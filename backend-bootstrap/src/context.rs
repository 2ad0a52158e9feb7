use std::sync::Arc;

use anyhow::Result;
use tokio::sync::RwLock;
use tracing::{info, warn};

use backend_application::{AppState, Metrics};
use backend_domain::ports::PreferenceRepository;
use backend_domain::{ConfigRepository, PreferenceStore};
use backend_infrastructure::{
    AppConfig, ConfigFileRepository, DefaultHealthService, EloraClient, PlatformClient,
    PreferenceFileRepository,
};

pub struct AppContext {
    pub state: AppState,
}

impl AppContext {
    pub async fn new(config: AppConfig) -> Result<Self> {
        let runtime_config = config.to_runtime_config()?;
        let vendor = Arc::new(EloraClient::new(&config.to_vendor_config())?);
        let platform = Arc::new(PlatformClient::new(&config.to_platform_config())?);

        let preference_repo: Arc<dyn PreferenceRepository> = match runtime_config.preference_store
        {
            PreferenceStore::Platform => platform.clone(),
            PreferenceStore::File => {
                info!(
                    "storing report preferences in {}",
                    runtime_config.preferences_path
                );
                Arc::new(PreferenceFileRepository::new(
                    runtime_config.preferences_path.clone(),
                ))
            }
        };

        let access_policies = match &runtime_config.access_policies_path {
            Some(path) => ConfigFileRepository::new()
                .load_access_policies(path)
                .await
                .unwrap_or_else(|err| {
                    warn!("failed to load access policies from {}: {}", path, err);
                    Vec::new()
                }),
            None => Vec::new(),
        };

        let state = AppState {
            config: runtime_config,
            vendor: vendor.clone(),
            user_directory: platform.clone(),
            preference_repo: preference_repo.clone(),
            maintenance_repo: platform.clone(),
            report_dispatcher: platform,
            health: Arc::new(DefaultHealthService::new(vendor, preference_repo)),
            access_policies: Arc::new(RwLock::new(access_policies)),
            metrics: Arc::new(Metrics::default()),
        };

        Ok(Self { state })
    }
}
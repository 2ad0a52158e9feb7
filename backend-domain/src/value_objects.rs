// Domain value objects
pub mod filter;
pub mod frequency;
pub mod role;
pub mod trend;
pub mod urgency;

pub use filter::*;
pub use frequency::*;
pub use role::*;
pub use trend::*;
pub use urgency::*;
------------------------------
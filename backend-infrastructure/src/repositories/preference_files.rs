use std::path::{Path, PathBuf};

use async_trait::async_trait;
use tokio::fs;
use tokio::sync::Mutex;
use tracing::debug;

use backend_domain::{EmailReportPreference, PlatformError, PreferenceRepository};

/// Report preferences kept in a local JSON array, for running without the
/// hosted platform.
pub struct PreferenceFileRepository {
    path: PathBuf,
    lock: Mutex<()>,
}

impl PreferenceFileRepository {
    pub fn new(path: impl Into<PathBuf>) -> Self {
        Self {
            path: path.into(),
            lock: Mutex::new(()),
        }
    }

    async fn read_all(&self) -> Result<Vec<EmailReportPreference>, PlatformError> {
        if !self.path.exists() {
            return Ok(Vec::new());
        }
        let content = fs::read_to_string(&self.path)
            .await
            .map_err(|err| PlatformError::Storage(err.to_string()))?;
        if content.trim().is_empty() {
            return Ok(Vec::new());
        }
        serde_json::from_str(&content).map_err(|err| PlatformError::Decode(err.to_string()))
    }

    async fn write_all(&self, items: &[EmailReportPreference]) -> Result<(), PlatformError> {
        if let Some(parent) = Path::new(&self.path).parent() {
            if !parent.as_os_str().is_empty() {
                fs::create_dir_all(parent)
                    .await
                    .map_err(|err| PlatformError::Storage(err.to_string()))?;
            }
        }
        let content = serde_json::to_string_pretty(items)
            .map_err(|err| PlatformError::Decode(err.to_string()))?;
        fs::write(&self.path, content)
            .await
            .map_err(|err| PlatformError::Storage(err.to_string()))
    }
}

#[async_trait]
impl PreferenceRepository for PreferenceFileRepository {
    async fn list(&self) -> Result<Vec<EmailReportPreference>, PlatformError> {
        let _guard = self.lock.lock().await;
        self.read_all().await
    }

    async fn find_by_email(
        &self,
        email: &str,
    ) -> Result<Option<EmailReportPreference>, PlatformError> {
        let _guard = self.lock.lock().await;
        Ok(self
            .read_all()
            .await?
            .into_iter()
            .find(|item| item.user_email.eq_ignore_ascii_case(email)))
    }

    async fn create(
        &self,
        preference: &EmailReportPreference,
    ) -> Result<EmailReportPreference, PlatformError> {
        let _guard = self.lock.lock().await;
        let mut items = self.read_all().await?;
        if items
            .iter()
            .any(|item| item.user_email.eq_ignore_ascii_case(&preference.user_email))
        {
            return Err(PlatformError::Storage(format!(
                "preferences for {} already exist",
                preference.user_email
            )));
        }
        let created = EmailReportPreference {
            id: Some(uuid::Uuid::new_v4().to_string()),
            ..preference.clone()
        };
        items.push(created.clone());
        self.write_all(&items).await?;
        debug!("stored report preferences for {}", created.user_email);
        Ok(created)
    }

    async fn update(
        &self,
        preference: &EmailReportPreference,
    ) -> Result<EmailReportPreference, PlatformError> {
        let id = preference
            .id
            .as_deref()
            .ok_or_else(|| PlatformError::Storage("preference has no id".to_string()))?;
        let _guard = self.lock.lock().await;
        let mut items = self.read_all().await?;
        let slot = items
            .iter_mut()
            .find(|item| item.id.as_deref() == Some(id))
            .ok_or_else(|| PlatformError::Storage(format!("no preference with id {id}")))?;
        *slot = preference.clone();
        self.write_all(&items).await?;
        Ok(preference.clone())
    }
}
------------------------------
- [TASK OBJECTIVE]:
All lines above containing the string "Mutex": copy each one.

- [TASK OUTPUT]:
use tokio::sync::Mutex;
    lock: Mutex<()>,
            lock: Mutex::new(()),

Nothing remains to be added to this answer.